◆ Exercise directions
Extract all lines in the data that contain the word "SamplePolicy".

◆ Study material
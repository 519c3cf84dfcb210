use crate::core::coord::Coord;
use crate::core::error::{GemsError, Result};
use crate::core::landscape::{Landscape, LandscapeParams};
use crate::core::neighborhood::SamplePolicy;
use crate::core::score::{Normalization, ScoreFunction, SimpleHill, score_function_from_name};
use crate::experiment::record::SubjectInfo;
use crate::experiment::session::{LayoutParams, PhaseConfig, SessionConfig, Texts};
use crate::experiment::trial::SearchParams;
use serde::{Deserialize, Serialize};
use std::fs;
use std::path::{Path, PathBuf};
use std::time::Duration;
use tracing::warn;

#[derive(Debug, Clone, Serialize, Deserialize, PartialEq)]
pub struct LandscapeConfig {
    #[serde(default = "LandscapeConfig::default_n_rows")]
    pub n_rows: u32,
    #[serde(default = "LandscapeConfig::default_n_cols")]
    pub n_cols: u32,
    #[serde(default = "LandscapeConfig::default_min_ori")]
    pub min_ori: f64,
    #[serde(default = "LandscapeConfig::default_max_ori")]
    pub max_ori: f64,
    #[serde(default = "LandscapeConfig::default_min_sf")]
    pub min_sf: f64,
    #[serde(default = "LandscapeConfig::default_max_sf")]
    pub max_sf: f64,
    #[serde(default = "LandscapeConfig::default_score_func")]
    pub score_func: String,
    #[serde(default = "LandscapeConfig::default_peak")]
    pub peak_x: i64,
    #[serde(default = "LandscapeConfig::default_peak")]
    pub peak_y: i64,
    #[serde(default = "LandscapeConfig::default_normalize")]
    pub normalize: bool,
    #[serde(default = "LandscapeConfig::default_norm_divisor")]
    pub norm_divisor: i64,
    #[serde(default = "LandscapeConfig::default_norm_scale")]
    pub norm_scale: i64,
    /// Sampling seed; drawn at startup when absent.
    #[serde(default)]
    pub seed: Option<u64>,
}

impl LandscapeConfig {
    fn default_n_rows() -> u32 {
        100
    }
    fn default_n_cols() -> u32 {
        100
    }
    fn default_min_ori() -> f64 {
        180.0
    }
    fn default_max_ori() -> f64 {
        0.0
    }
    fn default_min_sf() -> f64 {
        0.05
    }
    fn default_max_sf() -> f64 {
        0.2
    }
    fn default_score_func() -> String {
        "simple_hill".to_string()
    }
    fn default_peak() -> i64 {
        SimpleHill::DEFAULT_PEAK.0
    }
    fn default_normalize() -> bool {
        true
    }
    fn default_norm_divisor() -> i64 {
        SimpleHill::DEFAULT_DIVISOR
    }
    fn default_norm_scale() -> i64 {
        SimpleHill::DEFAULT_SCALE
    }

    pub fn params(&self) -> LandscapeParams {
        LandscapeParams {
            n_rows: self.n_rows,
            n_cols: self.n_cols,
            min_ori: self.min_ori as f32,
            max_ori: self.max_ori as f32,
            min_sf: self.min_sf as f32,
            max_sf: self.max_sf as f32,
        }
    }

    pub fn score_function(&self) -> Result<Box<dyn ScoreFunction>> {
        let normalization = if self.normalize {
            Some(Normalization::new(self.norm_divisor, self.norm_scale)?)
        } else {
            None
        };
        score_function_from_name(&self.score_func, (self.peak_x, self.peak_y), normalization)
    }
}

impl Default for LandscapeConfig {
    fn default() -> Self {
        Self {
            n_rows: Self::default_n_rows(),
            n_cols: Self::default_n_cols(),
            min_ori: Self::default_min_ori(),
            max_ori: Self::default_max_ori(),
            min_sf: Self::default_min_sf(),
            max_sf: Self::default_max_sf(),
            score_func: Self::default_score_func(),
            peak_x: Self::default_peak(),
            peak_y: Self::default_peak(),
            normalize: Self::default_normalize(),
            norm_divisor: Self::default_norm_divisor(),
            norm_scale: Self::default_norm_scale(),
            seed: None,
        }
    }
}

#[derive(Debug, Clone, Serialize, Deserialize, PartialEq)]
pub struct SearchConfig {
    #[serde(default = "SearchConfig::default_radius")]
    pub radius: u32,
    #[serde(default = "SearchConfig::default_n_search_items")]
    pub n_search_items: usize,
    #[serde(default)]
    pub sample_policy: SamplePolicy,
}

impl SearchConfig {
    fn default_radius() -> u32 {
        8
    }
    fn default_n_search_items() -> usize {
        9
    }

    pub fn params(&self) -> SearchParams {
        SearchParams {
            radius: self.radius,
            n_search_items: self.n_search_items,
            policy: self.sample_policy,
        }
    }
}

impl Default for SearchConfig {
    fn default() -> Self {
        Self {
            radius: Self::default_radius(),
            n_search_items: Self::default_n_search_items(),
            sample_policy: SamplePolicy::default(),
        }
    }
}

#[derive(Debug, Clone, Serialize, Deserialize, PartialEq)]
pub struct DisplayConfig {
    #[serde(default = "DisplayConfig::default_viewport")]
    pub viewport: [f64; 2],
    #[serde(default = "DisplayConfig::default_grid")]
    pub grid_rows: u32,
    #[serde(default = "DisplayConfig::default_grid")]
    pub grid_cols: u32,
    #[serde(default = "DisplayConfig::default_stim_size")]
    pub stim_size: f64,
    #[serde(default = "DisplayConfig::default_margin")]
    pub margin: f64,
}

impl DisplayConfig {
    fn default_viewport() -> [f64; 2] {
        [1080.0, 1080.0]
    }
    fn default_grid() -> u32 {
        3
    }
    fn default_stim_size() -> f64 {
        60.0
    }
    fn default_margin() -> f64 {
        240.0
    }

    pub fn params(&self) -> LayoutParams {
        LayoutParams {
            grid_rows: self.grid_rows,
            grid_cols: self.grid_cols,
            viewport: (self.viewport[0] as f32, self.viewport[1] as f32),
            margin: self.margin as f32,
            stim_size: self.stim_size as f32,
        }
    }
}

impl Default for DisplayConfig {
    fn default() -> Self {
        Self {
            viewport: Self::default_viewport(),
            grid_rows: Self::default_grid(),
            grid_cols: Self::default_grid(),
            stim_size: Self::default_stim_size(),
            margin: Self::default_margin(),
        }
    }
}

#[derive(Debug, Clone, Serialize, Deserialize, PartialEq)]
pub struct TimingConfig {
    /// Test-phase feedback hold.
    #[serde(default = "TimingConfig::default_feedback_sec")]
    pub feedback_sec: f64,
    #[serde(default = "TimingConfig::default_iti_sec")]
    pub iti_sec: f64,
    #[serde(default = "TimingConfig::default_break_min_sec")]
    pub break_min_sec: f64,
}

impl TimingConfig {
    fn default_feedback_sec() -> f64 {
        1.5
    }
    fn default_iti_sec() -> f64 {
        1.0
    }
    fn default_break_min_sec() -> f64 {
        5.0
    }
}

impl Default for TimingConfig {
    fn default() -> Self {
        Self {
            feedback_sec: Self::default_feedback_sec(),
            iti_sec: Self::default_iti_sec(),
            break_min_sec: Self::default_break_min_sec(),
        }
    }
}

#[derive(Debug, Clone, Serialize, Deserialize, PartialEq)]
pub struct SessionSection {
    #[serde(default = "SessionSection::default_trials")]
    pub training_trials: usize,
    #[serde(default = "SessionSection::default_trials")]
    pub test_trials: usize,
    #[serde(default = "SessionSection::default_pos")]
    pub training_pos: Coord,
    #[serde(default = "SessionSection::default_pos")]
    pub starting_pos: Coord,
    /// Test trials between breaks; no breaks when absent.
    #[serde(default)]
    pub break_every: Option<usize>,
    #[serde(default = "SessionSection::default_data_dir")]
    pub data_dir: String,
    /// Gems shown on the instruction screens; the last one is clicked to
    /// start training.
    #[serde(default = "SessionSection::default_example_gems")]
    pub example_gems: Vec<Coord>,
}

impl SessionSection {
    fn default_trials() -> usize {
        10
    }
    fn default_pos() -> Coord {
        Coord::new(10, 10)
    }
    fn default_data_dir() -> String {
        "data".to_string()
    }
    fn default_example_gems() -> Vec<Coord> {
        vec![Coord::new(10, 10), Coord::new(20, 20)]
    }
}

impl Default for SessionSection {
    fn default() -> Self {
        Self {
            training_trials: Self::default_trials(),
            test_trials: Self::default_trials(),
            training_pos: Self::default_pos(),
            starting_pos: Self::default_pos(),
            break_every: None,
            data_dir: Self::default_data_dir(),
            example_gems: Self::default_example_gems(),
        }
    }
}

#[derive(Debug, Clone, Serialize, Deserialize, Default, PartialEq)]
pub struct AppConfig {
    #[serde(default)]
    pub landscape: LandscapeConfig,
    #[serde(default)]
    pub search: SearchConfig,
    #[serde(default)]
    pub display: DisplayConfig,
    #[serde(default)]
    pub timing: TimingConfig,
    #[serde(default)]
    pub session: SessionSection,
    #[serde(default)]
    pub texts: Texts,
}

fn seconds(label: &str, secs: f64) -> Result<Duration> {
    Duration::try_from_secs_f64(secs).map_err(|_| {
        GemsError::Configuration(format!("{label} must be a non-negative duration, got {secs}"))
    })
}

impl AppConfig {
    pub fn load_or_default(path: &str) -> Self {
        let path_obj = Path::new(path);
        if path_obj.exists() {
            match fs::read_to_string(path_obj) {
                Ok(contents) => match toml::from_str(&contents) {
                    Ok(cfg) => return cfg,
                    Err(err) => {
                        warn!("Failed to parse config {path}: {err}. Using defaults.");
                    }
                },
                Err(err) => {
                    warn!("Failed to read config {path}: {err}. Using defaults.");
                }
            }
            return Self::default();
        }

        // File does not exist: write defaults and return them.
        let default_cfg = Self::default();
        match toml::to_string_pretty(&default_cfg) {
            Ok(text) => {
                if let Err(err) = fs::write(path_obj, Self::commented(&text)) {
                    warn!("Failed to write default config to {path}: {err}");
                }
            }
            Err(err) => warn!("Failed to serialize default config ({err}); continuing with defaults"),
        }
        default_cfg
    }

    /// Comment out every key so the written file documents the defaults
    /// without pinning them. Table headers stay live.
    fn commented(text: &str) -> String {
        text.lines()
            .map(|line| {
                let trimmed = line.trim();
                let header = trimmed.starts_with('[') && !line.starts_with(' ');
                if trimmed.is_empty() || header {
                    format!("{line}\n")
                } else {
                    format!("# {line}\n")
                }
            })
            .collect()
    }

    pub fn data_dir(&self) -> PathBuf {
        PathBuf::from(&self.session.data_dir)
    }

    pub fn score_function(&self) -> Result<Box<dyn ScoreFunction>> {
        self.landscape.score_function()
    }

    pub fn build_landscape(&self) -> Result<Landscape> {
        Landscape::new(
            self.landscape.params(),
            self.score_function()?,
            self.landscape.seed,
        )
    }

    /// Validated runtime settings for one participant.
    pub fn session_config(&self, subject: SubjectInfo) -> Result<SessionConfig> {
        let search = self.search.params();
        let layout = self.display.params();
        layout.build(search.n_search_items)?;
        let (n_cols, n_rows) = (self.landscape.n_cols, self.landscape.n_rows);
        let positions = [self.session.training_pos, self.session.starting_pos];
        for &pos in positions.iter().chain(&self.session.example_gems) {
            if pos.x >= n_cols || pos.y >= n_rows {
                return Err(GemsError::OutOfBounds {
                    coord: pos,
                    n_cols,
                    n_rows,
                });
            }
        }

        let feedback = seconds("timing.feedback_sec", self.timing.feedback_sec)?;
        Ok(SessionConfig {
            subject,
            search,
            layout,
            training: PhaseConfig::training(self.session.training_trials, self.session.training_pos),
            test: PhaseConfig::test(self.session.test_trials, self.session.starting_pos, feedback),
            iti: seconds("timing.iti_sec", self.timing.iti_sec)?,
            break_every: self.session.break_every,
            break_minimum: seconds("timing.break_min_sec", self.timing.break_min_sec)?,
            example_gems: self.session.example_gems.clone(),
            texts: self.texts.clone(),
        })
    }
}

◆ Exercise answer
use crate::core::neighborhood::SamplePolicy;
    pub sample_policy: SamplePolicy,
            sample_policy: SamplePolicy::default(),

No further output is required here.